→ Task requirements
What you return should be the lines from the first line of the records below through the line holding "#[tokio::main]", unchanged.

→ Extracted records
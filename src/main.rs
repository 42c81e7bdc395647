//! review-harvest command line entry point.

use std::io::Write;
use std::path::PathBuf;
use std::sync::{Arc, Mutex};

use anyhow::{Context, Result, anyhow, bail};
use chrono::NaiveDate;
use clap::{Parser, Subcommand};
use futures::StreamExt;
use tokio_util::sync::CancellationToken;
use tracing::{info, warn};

use review_harvest_lib::infrastructure::logging;
use review_harvest_lib::{
    ConfigManager, ProgressCallback, ReviewScraper, ScrapeOptions, ScrapeProgress, ScrapeStatus, ScraperRegistry,
};

#[derive(Parser)]
#[command(
    name = "review-harvest",
    about = "Harvest product metadata and customer reviews from supported marketplaces",
    version
)]
struct Cli {
    /// Configuration file (defaults to the user config directory).
    #[arg(short, long, global = true)]
    config: Option<PathBuf>,

    /// Log level override (trace, debug, info, warn, error).
    #[arg(long, global = true)]
    log_level: Option<String>,

    #[command(subcommand)]
    command: Commands,
}

#[derive(Subcommand)]
enum Commands {
    /// Print product metadata as JSON.
    Product {
        url: String,
    },

    /// Stream reviews as JSON lines.
    Reviews {
        url: String,

        /// Skip reviews rated below this.
        #[arg(long, value_parser = clap::value_parser!(u8).range(1..=5))]
        min_rating: Option<u8>,

        /// Only reviews with photos or videos.
        #[arg(long)]
        photos_only: bool,

        /// Only reviews dated on or after this day (YYYY-MM-DD).
        #[arg(long)]
        after: Option<NaiveDate>,

        /// Stop after this many reviews.
        #[arg(long)]
        max: Option<u32>,
    },
}

#[tokio::main]
async fn main() -> Result<()> {
    let cli = Cli::parse();

    let manager = match &cli.config {
        Some(path) => ConfigManager::with_path(path),
        None => ConfigManager::new()?,
    };
    let mut config = manager.load_config().await?;
    if let Some(level) = &cli.log_level {
        config.logging.level.clone_from(level);
    }
    logging::init_logging_with_config(&config.logging)?;
    logging::log_system_info();

    let registry = ScraperRegistry::from_config(&config).context("Invalid configuration")?;

    match cli.command {
        Commands::Product { url } => {
            let info = registry
                .parse_product_url(&url)
                .await
                .ok_or_else(|| anyhow!("Unsupported or unrecognized product URL: {url}"))?;
            println!("{}", serde_json::to_string_pretty(&info)?);
            Ok(())
        }
        Commands::Reviews { url, min_rating, photos_only, after, max } => {
            let options = ScrapeOptions {
                min_rating,
                photos_only,
                reviews_after_date: after.and_then(|day| day.and_hms_opt(0, 0, 0)).map(|dt| dt.and_utc()),
                max_reviews: max,
            };
            harvest_reviews(&registry, &url, options).await
        }
    }
}

async fn harvest_reviews(registry: &ScraperRegistry, url: &str, options: ScrapeOptions) -> Result<()> {
    let scraper = registry
        .find(url)
        .ok_or_else(|| anyhow!("No scraper supports {url}"))?;
    let product_id = scraper
        .extract_product_id(url)
        .ok_or_else(|| anyhow!("Could not read a {} product id from {url}", scraper.kind()))?;

    let cancel = CancellationToken::new();
    let ctrl_c_token = cancel.clone();
    tokio::spawn(async move {
        if tokio::signal::ctrl_c().await.is_ok() {
            warn!("Interrupted, finishing the current review");
            ctrl_c_token.cancel();
        }
    });

    let last_progress: Arc<Mutex<Option<ScrapeProgress>>> = Arc::new(Mutex::new(None));
    let sink = Arc::clone(&last_progress);
    let on_progress: ProgressCallback = Arc::new(move |progress: &ScrapeProgress| {
        info!(
            "📊 {} | total {} processed {} imported {} skipped {}",
            progress.current_status.as_deref().unwrap_or_default(),
            progress.total_reviews,
            progress.processed_reviews,
            progress.imported_reviews,
            progress.skipped_reviews
        );
        if let Ok(mut slot) = sink.lock() {
            *slot = Some(progress.clone());
        }
    });

    let mut stream = scraper.scrape_reviews(&product_id, options, Some(on_progress), cancel);
    let stdout = std::io::stdout();
    while let Some(review) = stream.next().await {
        let mut out = stdout.lock();
        writeln!(out, "{}", serde_json::to_string(&review)?)?;
    }
    drop(stream);

    let final_progress = last_progress.lock().ok().and_then(|slot| slot.clone());
    match final_progress {
        Some(progress) if progress.status == ScrapeStatus::Failed => {
            bail!(
                "Scrape failed after {} reviews: {}",
                progress.imported_reviews,
                progress.last_error.unwrap_or_default()
            )
        }
        Some(progress) => {
            info!("Done: {:?}, {} reviews written", progress.status, progress.imported_reviews);
            Ok(())
        }
        None => Ok(()),
    }
}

→ Solution for this problem
filename src/main.rs
repository 42c81e7bdc395647
//! review-harvest command line entry point.

use std::io::Write;
use std::path::PathBuf;
use std::sync::{Arc, Mutex};

use anyhow::{Context, Result, anyhow, bail};
use chrono::NaiveDate;
use clap::{Parser, Subcommand};
use futures::StreamExt;
use tokio_util::sync::CancellationToken;
use tracing::{info, warn};

use review_harvest_lib::infrastructure::logging;
use review_harvest_lib::{
    ConfigManager, ProgressCallback, ReviewScraper, ScrapeOptions, ScrapeProgress, ScrapeStatus, ScraperRegistry,
};

#[derive(Parser)]
#[command(
    name = "review-harvest",
    about = "Harvest product metadata and customer reviews from supported marketplaces",
    version
)]
struct Cli {
    /// Configuration file (defaults to the user config directory).
    #[arg(short, long, global = true)]
    config: Option<PathBuf>,

    /// Log level override (trace, debug, info, warn, error).
    #[arg(long, global = true)]
    log_level: Option<String>,

    #[command(subcommand)]
    command: Commands,
}

#[derive(Subcommand)]
enum Commands {
    /// Print product metadata as JSON.
    Product {
        url: String,
    },

    /// Stream reviews as JSON lines.
    Reviews {
        url: String,

        /// Skip reviews rated below this.
        #[arg(long, value_parser = clap::value_parser!(u8).range(1..=5))]
        min_rating: Option<u8>,

        /// Only reviews with photos or videos.
        #[arg(long)]
        photos_only: bool,

        /// Only reviews dated on or after this day (YYYY-MM-DD).
        #[arg(long)]
        after: Option<NaiveDate>,

        /// Stop after this many reviews.
        #[arg(long)]
        max: Option<u32>,
    },
}

#[tokio::main]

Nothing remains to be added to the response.